◆ YOUR GOAL
Every line of the entries below from the one containing "filename src/entities/tags.rs" to the one containing "impl ActiveModelBehavior for", both ends included, must be written out exactly. No other line belongs in the answer.

◆ SUPPLIED INFORMATION
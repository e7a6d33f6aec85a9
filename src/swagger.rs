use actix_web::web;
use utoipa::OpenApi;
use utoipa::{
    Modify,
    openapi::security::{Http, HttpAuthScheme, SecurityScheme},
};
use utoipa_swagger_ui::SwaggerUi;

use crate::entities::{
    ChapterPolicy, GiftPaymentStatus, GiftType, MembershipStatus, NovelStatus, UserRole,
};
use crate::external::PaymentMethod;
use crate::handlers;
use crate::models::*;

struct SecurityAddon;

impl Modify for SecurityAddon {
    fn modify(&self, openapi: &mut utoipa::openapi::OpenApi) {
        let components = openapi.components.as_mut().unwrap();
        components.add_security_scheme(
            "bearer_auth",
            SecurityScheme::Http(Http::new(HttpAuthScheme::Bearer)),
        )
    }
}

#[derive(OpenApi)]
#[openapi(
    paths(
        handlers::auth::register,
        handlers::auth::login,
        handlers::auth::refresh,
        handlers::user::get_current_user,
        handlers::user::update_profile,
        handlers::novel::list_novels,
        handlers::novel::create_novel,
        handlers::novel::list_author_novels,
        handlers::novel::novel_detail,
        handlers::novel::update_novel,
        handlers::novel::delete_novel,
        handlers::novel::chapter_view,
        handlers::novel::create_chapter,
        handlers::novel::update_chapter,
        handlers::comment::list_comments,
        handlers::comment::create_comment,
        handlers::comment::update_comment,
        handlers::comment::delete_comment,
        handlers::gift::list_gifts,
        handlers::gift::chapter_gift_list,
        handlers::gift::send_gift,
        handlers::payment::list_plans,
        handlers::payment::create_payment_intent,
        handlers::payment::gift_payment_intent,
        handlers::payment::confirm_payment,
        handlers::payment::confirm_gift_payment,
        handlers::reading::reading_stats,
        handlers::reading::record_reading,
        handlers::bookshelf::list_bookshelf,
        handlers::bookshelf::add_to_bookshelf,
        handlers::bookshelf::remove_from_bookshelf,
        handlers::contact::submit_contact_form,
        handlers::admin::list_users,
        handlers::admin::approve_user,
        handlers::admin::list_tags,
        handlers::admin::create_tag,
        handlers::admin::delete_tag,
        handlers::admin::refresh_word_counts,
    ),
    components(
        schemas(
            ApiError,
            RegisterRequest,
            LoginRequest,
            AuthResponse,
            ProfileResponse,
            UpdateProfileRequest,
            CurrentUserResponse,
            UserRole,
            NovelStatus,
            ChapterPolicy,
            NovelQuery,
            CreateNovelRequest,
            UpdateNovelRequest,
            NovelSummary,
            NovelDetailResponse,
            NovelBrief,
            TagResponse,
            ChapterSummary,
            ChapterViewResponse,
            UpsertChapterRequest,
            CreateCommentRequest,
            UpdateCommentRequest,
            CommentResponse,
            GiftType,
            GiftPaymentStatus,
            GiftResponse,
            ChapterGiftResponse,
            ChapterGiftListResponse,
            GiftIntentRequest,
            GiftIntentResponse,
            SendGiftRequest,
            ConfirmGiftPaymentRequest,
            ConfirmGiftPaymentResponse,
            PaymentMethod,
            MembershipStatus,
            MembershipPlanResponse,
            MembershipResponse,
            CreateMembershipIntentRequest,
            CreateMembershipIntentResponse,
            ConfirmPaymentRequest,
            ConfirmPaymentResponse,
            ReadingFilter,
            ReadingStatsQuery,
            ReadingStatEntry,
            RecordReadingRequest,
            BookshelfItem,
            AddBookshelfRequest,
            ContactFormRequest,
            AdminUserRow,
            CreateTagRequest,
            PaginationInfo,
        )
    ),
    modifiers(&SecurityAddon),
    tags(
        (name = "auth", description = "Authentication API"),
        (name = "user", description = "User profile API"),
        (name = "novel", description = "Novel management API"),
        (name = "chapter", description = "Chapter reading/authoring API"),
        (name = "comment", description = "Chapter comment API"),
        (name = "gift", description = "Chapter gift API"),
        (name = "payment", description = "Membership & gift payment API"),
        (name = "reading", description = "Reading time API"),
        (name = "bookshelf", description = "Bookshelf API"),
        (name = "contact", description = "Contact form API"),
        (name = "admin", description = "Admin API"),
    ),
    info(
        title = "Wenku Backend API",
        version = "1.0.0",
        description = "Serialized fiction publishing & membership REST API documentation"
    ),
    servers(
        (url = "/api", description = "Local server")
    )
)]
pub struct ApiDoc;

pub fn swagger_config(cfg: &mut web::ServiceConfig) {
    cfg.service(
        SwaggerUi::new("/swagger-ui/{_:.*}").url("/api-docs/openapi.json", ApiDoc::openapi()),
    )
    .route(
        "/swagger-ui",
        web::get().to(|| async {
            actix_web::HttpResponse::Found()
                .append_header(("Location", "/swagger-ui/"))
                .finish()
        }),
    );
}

--

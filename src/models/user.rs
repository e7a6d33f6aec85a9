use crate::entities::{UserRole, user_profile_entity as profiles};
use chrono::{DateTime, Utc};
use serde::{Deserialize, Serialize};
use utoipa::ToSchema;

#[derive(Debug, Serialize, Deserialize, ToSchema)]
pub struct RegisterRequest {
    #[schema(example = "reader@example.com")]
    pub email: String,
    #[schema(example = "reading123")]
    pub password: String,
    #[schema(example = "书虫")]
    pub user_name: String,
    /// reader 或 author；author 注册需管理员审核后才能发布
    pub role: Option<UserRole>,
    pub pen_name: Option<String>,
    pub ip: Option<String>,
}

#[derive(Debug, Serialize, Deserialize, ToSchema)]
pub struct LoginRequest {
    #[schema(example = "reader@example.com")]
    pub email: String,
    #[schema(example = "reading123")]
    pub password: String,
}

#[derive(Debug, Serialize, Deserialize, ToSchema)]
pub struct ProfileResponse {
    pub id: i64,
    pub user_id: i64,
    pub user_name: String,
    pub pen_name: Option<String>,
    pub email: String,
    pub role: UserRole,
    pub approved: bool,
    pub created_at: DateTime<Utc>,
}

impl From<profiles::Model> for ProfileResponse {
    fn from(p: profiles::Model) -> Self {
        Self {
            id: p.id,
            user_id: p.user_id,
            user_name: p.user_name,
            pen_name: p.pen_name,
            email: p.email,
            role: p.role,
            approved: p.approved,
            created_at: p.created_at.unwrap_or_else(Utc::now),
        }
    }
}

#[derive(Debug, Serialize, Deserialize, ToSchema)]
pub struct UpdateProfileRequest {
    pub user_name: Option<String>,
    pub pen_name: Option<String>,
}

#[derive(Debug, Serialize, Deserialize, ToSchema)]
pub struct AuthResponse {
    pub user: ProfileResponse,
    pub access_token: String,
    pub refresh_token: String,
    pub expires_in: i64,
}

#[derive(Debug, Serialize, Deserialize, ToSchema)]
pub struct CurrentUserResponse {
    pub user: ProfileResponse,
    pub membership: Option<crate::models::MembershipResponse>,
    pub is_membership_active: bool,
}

---

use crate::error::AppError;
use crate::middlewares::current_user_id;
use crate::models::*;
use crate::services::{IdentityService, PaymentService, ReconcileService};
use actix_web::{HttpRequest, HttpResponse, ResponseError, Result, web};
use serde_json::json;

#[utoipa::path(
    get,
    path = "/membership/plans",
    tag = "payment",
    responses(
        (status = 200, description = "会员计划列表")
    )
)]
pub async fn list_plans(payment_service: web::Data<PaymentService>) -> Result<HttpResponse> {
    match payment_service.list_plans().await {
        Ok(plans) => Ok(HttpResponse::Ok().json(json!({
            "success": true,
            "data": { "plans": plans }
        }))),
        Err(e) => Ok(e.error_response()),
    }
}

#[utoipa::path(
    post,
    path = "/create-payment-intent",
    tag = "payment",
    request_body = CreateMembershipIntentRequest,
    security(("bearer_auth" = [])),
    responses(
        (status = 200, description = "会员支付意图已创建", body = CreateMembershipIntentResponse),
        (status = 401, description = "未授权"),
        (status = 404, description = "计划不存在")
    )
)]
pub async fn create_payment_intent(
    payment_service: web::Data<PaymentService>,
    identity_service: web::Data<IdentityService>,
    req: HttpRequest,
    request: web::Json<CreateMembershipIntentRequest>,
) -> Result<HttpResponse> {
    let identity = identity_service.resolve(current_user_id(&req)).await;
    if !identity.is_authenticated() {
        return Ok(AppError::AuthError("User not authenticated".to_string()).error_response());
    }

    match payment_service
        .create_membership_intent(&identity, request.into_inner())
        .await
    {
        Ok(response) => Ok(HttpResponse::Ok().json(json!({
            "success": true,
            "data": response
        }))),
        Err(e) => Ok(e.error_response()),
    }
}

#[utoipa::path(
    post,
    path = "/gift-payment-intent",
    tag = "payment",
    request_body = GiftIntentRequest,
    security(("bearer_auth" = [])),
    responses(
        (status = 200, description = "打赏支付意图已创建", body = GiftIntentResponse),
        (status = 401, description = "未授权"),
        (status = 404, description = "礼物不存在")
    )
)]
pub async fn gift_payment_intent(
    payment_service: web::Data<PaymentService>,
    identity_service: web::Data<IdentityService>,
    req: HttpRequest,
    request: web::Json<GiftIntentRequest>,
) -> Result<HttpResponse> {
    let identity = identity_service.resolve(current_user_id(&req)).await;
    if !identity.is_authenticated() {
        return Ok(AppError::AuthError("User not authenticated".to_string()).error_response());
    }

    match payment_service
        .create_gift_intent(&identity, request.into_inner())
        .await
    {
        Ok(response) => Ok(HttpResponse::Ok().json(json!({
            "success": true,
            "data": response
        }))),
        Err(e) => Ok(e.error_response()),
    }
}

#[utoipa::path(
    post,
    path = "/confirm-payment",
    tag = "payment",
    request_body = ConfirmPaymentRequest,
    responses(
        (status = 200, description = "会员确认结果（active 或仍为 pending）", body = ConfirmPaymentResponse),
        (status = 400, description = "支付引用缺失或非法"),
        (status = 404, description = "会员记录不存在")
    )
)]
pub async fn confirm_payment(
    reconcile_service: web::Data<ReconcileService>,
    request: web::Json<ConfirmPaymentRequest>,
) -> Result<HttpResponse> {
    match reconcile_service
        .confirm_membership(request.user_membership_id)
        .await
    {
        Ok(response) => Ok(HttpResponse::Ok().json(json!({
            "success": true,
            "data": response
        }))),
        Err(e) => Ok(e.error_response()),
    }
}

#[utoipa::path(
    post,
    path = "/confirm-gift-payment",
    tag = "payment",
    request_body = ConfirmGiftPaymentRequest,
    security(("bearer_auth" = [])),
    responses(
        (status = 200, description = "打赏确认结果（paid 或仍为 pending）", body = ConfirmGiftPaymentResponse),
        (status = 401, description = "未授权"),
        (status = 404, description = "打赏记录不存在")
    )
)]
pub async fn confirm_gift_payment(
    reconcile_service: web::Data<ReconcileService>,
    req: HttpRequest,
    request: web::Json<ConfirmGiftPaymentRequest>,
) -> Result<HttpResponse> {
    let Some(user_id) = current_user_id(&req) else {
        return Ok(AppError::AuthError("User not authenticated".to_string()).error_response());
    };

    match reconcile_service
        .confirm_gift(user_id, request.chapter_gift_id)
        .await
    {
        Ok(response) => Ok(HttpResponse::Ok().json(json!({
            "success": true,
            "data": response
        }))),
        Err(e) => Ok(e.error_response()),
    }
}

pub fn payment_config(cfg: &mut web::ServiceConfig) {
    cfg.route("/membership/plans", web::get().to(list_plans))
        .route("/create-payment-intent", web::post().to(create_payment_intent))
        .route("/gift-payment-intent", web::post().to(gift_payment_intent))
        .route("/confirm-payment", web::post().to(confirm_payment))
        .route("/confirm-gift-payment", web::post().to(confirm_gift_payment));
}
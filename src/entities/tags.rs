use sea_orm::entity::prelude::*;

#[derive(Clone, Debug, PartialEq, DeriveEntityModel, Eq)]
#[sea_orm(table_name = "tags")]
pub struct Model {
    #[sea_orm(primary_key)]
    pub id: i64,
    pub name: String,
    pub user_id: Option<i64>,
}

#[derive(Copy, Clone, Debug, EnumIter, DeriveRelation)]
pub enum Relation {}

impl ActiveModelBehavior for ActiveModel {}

◆ WRITTEN SOLUTION
filename src/entities/tags.rs
use sea_orm::entity::prelude::*;

#[derive(Clone, Debug, PartialEq, DeriveEntityModel, Eq)]
#[sea_orm(table_name = "tags")]
pub struct Model {
    #[sea_orm(primary_key)]
    pub id: i64,
    pub name: String,
    pub user_id: Option<i64>,
}

#[derive(Copy, Clone, Debug, EnumIter, DeriveRelation)]
pub enum Relation {}

impl ActiveModelBehavior for ActiveModel {}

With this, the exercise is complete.